#### [Exercise directions]
Every record below, from the first line to the last, is to be set down again exactly.

#### [Raw data]
--*--

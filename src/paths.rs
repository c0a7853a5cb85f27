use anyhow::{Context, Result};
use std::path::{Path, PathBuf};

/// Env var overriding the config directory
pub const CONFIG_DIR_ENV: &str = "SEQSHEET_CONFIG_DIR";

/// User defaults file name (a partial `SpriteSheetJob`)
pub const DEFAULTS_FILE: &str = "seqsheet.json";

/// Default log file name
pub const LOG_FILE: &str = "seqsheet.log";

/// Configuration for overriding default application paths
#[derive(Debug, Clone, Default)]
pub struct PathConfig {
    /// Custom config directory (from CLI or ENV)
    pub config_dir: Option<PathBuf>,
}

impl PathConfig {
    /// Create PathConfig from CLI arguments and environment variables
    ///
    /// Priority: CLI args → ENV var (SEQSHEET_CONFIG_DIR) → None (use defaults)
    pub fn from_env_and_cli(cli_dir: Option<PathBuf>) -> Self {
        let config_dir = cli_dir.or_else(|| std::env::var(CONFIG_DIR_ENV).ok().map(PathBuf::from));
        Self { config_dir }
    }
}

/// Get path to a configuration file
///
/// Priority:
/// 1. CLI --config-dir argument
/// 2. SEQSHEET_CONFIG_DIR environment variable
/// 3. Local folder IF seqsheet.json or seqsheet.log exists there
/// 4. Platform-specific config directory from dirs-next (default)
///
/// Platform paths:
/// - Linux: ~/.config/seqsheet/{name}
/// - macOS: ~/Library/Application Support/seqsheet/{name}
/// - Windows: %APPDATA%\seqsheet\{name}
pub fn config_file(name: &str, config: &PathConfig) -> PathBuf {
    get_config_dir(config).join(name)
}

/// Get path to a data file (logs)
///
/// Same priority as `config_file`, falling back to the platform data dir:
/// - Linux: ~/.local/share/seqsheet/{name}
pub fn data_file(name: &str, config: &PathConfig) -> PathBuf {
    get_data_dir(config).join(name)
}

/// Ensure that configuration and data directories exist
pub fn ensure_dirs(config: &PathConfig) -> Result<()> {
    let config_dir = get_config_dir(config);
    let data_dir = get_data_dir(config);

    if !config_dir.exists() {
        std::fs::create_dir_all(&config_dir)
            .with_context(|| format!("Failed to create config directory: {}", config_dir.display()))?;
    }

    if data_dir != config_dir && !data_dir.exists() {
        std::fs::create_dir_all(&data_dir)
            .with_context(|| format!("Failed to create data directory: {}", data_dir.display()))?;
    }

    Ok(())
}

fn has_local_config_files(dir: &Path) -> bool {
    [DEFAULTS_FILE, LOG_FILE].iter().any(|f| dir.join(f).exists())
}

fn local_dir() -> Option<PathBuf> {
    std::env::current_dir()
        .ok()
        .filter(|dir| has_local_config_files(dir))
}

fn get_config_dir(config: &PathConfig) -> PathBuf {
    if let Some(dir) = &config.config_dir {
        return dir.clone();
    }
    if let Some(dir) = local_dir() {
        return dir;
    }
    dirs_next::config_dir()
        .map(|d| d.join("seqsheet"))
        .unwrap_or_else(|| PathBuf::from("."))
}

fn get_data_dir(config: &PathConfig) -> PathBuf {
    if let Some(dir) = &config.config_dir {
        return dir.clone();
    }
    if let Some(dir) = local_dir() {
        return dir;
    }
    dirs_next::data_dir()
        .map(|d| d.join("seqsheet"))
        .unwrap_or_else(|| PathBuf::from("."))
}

--*--

#### [Expected answer]
filename src/paths.rs
repository c0a7853a5cb85f27
use anyhow::{Context, Result};
use std::path::{Path, PathBuf};

/// Env var overriding the config directory
pub const CONFIG_DIR_ENV: &str = "SEQSHEET_CONFIG_DIR";

/// User defaults file name (a partial `SpriteSheetJob`)
pub const DEFAULTS_FILE: &str = "seqsheet.json";

/// Default log file name
pub const LOG_FILE: &str = "seqsheet.log";

/// Configuration for overriding default application paths
#[derive(Debug, Clone, Default)]
pub struct PathConfig {
    /// Custom config directory (from CLI or ENV)
    pub config_dir: Option<PathBuf>,
}

impl PathConfig {
    /// Create PathConfig from CLI arguments and environment variables
    ///
    /// Priority: CLI args → ENV var (SEQSHEET_CONFIG_DIR) → None (use defaults)
    pub fn from_env_and_cli(cli_dir: Option<PathBuf>) -> Self {
        let config_dir = cli_dir.or_else(|| std::env::var(CONFIG_DIR_ENV).ok().map(PathBuf::from));
        Self { config_dir }
    }
}

/// Get path to a configuration file
///
/// Priority:
/// 1. CLI --config-dir argument
/// 2. SEQSHEET_CONFIG_DIR environment variable
/// 3. Local folder IF seqsheet.json or seqsheet.log exists there
/// 4. Platform-specific config directory from dirs-next (default)
///
/// Platform paths:
/// - Linux: ~/.config/seqsheet/{name}
/// - macOS: ~/Library/Application Support/seqsheet/{name}
/// - Windows: %APPDATA%\seqsheet\{name}
pub fn config_file(name: &str, config: &PathConfig) -> PathBuf {
    get_config_dir(config).join(name)
}

/// Get path to a data file (logs)
///
/// Same priority as `config_file`, falling back to the platform data dir:
/// - Linux: ~/.local/share/seqsheet/{name}
pub fn data_file(name: &str, config: &PathConfig) -> PathBuf {
    get_data_dir(config).join(name)
}

/// Ensure that configuration and data directories exist
pub fn ensure_dirs(config: &PathConfig) -> Result<()> {
    let config_dir = get_config_dir(config);
    let data_dir = get_data_dir(config);

    if !config_dir.exists() {
        std::fs::create_dir_all(&config_dir)
            .with_context(|| format!("Failed to create config directory: {}", config_dir.display()))?;
    }

    if data_dir != config_dir && !data_dir.exists() {
        std::fs::create_dir_all(&data_dir)
            .with_context(|| format!("Failed to create data directory: {}", data_dir.display()))?;
    }

    Ok(())
}

fn has_local_config_files(dir: &Path) -> bool {
    [DEFAULTS_FILE, LOG_FILE].iter().any(|f| dir.join(f).exists())
}

fn local_dir() -> Option<PathBuf> {
    std::env::current_dir()
        .ok()
        .filter(|dir| has_local_config_files(dir))
}

fn get_config_dir(config: &PathConfig) -> PathBuf {
    if let Some(dir) = &config.config_dir {
        return dir.clone();
    }
    if let Some(dir) = local_dir() {
        return dir;
    }
    dirs_next::config_dir()
        .map(|d| d.join("seqsheet"))
        .unwrap_or_else(|| PathBuf::from("."))
}

fn get_data_dir(config: &PathConfig) -> PathBuf {
    if let Some(dir) = &config.config_dir {
        return dir.clone();
    }
    if let Some(dir) = local_dir() {
        return dir;
    }
    dirs_next::data_dir()
        .map(|d| d.join("seqsheet"))
        .unwrap_or_else(|| PathBuf::from("."))
}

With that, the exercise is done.